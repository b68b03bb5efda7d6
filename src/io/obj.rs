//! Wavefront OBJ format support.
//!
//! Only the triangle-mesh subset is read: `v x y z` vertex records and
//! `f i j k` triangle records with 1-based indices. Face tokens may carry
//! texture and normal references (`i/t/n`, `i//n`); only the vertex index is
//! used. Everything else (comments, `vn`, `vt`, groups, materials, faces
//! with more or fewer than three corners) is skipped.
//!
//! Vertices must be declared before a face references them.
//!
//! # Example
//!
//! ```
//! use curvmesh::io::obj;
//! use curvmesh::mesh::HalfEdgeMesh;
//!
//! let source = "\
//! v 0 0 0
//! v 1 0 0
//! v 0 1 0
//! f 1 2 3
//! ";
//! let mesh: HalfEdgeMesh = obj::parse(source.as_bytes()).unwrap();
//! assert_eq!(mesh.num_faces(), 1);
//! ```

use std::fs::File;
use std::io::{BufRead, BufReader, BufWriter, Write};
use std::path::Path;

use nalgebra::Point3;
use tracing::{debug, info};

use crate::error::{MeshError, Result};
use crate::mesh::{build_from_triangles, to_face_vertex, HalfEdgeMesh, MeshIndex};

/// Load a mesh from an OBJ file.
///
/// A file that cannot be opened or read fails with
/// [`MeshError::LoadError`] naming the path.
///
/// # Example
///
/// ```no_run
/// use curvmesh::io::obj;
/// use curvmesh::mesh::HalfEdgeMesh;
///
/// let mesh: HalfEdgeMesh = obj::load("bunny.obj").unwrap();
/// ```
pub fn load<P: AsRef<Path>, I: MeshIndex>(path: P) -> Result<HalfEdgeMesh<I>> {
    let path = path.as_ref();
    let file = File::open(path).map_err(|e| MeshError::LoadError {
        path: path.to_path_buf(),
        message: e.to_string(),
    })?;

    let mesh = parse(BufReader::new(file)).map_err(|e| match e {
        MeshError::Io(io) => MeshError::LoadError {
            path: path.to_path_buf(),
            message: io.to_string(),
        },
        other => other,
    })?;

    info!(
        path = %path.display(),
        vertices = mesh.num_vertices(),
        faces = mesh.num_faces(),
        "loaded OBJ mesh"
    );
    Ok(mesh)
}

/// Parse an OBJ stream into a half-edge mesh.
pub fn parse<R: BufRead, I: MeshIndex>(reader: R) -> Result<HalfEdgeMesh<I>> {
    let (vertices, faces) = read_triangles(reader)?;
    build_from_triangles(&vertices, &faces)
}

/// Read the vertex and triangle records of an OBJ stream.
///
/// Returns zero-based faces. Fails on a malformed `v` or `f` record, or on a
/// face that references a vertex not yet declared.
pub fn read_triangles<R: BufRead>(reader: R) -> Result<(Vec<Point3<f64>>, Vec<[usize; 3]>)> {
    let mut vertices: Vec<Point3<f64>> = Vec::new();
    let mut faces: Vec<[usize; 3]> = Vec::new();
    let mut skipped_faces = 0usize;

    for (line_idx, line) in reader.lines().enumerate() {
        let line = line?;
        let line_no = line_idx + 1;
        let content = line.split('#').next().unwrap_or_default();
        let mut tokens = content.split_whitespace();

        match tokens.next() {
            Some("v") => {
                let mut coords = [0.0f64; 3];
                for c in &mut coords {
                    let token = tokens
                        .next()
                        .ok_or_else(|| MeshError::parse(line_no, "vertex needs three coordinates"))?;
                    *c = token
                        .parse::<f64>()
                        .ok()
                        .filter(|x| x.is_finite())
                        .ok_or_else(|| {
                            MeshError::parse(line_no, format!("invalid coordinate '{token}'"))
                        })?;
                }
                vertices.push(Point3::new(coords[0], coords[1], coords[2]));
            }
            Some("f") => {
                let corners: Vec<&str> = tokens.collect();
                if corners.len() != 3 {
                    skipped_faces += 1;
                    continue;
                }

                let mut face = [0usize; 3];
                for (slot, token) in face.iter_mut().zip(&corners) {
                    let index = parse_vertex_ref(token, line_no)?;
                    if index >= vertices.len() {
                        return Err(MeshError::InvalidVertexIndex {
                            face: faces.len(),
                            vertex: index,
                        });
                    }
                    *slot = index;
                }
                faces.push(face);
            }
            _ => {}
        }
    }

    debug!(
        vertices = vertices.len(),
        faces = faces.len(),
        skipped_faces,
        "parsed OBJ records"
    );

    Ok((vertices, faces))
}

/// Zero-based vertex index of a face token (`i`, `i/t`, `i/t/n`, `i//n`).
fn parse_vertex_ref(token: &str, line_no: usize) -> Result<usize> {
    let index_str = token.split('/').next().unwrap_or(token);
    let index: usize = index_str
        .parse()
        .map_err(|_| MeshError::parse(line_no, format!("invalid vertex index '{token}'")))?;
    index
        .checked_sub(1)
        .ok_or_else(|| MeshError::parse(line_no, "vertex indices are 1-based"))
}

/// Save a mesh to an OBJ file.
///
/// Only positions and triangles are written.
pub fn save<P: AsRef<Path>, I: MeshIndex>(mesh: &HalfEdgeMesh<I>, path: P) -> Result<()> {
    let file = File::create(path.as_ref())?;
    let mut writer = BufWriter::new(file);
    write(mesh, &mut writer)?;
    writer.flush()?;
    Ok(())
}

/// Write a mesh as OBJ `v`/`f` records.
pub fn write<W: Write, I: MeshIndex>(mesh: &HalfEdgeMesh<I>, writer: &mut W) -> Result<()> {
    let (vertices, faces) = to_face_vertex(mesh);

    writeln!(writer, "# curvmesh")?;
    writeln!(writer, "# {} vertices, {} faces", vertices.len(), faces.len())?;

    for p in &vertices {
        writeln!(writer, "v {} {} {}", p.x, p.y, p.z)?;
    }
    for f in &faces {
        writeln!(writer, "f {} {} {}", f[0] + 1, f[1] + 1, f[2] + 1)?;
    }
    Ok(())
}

==================================================

→ **To do**
Starting at the line that contains "not yet declared." and stopping after the line that contains "let mut faces: Vec<[usize;", write out every line exactly as it appears above, and no other line.

→ **Response**
/// face that references a vertex not yet declared.
pub fn read_triangles<R: BufRead>(reader: R) -> Result<(Vec<Point3<f64>>, Vec<[usize; 3]>)> {
    let mut vertices: Vec<Point3<f64>> = Vec::new();
    let mut faces: Vec<[usize; 3]> = Vec::new();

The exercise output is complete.